Two leading experts with globally recognized best practices in this area are Dr. Ellie Dow, Consultant in Biomedical Medicine, Blood Sciences at Ninewells Hospital and Medical School Tayside (Dundee, Scotland) and Dr. Tim James, head biomedical scientist in the Clinical Biochemistry Department at the John Radcliffe Hospital (Oxford, England).
Among many commonalities, both leaders are active champions with proven success on the power of laboratory medicine to drive advancements in patient care, clinical decision-making, strategic problem solving and healthcare excellence. In 2019, both were independent and elite recipients of the 2019 UNIVANTS of Healthcare Excellence Awards and have more recently, joined as guest editors for a special issue in the eJIFCC on Measurably Better Healthcare Performance.

For those interested in learning more about the special issue or submitting a manuscript on this topic, please email your manuscript to ejifccspecialissue@gmail.com and ejifcc@ifcc.org by November 15, 2020. For those interested in learning more about the UNIVANTS of Healthcare Excellence Awards and/or the globally-recognized best practices associated with the healthcare excellence program, including those from Dr. Ellie Dow
and Dr. Tim James, please visit www.UnivantsHCE.com.

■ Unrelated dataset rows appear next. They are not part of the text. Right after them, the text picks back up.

//! Built-in template compiler.
//!
//! Turns `<template>` markup into an ES module that exports
//! `render(_ctx, _cache)`. The render function builds vnodes with Vue's
//! runtime `h`, so the module only needs the runtime helpers imported from
//! `"vue"`.
//!
//! Supported: elements, text, `{{ }}` interpolation, static attributes,
//! `:attr` / `v-bind`, `@event` / `v-on`, `v-html`, `v-text` and components
//! resolved by name. Structural directives (`v-if`, `v-for`, slots, ...)
//! need a real compiler and are rejected with
//! [`CompileError::UnsupportedDirective`].

use std::fmt::Debug;

use memchr::memmem;

use super::markup::{find_closing_angle, parse_attributes, tag_name_end, Attribute};

/// Compiles template markup into a render-function module.
pub trait TemplateCompiler: Send + Sync + Debug {
    fn compile(&self, template: &str) -> Result<String, CompileError>;
}

/// Errors from compiling a template.
#[derive(Debug, thiserror::Error)]
pub enum CompileError {
    #[error("Element <{tag}> at byte position {position} is never closed")]
    UnclosedTag { tag: String, position: usize },

    #[error("Closing tag </{tag}> at byte position {position} has no matching opening tag")]
    UnexpectedClosingTag { tag: String, position: usize },

    #[error("Expected </{expected}> but found </{found}> at byte position {position}")]
    MismatchedClosingTag {
        expected: String,
        found: String,
        position: usize,
    },

    #[error("Unterminated interpolation starting at byte position {position}")]
    UnterminatedInterpolation { position: usize },

    #[error("Unclosed comment starting at byte position {position}")]
    UnterminatedComment { position: usize },

    #[error("Malformed tag at byte position {position}")]
    MalformedTag { position: usize },

    #[error("Attribute '{attribute}' on <{tag}> needs an expression")]
    EmptyExpression { attribute: String, tag: String },

    /// Directive that requires compile-time control flow
    #[error("Directive '{directive}' on <{tag}> is not supported by the built-in compiler")]
    UnsupportedDirective { directive: String, tag: String },
}
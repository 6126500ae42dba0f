use crate::cli::DevArgs;
use crate::config::{NobuConfig, CONFIG_FILE};
use crate::error::{ConfigError, Result};
use figment::{
    providers::{Env, Format as _, Json, Serialized},
    Figment,
};
use serde::Serialize;
use std::path::{Path, PathBuf};

/// Environment variables read after the `NOBU_` prefix.
const ENV_KEYS: [&str; 7] = [
    "root",
    "index",
    "modules_dir",
    "asset_dir",
    "host",
    "port",
    "open",
];

/// The CLI arguments that were actually given.
///
/// Unset options are skipped so they never mask the file or environment.
#[derive(Debug, Default, Serialize)]
#[serde(rename_all = "camelCase")]
struct CliOverrides {
    #[serde(skip_serializing_if = "Option::is_none")]
    root: Option<PathBuf>,
    #[serde(skip_serializing_if = "Option::is_none")]
    index: Option<String>,
    #[serde(skip_serializing_if = "Option::is_none")]
    modules_dir: Option<PathBuf>,
    #[serde(skip_serializing_if = "Option::is_none")]
    asset_dir: Option<PathBuf>,
    #[serde(skip_serializing_if = "Option::is_none")]
    host: Option<String>,
    #[serde(skip_serializing_if = "Option::is_none")]
    port: Option<u16>,
    #[serde(skip_serializing_if = "Option::is_none")]
    open: Option<bool>,
}

impl From<&DevArgs> for CliOverrides {
    fn from(args: &DevArgs) -> Self {
        Self {
            root: args.root.clone(),
            index: args.index.clone(),
            modules_dir: args.modules_dir.clone(),
            asset_dir: args.asset_dir.clone(),
            host: args.host.clone(),
            port: args.port,
            // A flag can only switch opening on
            open: args.open.then_some(true),
        }
    }
}

impl NobuConfig {
    /// Load configuration from multiple sources.
    /// Priority: CLI args > environment variables > config file > defaults
    pub fn load(args: &DevArgs) -> Result<Self> {
        let mut figment = Figment::new().merge(Serialized::defaults(Self::default()));

        if let Some(path) = Self::config_file(args)? {
            tracing::debug!(path = %path.display(), "loading config file");
            figment = figment.merge(Json::file(path));
        }

        // NOBU_PORT, NOBU_MODULES_DIR, ...
        figment = figment.merge(
            Env::prefixed("NOBU_")
                .only(&ENV_KEYS)
                .lowercase(false)
                .map(|key| env_key_to_field(key.as_str()).into()),
        );

        figment = figment.merge(Serialized::defaults(CliOverrides::from(args)));

        figment
            .extract()
            .map_err(|e| ConfigError::from(e).into())
    }

    /// An explicit `--config` must exist; the default file is optional.
    fn config_file(args: &DevArgs) -> Result<Option<PathBuf>> {
        if let Some(path) = &args.config {
            if !path.is_file() {
                return Err(ConfigError::NotFound(path.clone()).into());
            }
            return Ok(Some(path.clone()));
        }

        let root = args.root.as_deref().unwrap_or(Path::new("."));
        let default_path = root.join(CONFIG_FILE);
        Ok(default_path.is_file().then_some(default_path))
    }
}

/// `MODULES_DIR` -> `modulesDir`
pub(crate) fn env_key_to_field(key: &str) -> String {
    let mut field = String::with_capacity(key.len());
    let mut upper = false;

    for c in key.chars() {
        if c == '_' {
            upper = !field.is_empty();
        } else if upper {
            field.push(c.to_ascii_uppercase());
            upper = false;
        } else {
            field.push(c.to_ascii_lowercase());
        }
    }

    field
}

How important is the clinical laboratory in healthcare today?

Tim:

There is no better evidence of the importance of laboratories in healthcare today than our integral role in responding to the COVID-19 pandemic. Initial diagnosis, management of patients through the escalation of treatment, and population assessments are all dependent on the clinical laboratory. Equally, as we emerge from the COVID-19 peak, the agenda for re-establishing the ‘new’ normal will require re-engagement of what laboratory services can offer in re-engineered patient pathways. I believe this is a great opportunity for all of us.

Ellie:

The clinical laboratory is the engine hidden under the hood of care – without this, the car doesn’t go anywhere. Clinicians can still use their clinical acumen and diagnostic skills, but there is no reassurance or confirmation without laboratory diagnostic testing. Last year, we had a lightning strike that completely took out our local laboratory service, and without the ability to send samples to a nearby sister hospital, which retained some functions, it is likely that our hospital would have closed to acute admissions. Our medical staff were flying blind, and truly valued when we were able to resume service as usual.

What advice do you have for clinical laboratory teams who are aiming to be more strategically involved in their health systems?

Tim:

Make yourself available to service users and ensure that you are easy to contact. When I look at some websites, I struggle to find the contact names for the laboratory – almost as if by design.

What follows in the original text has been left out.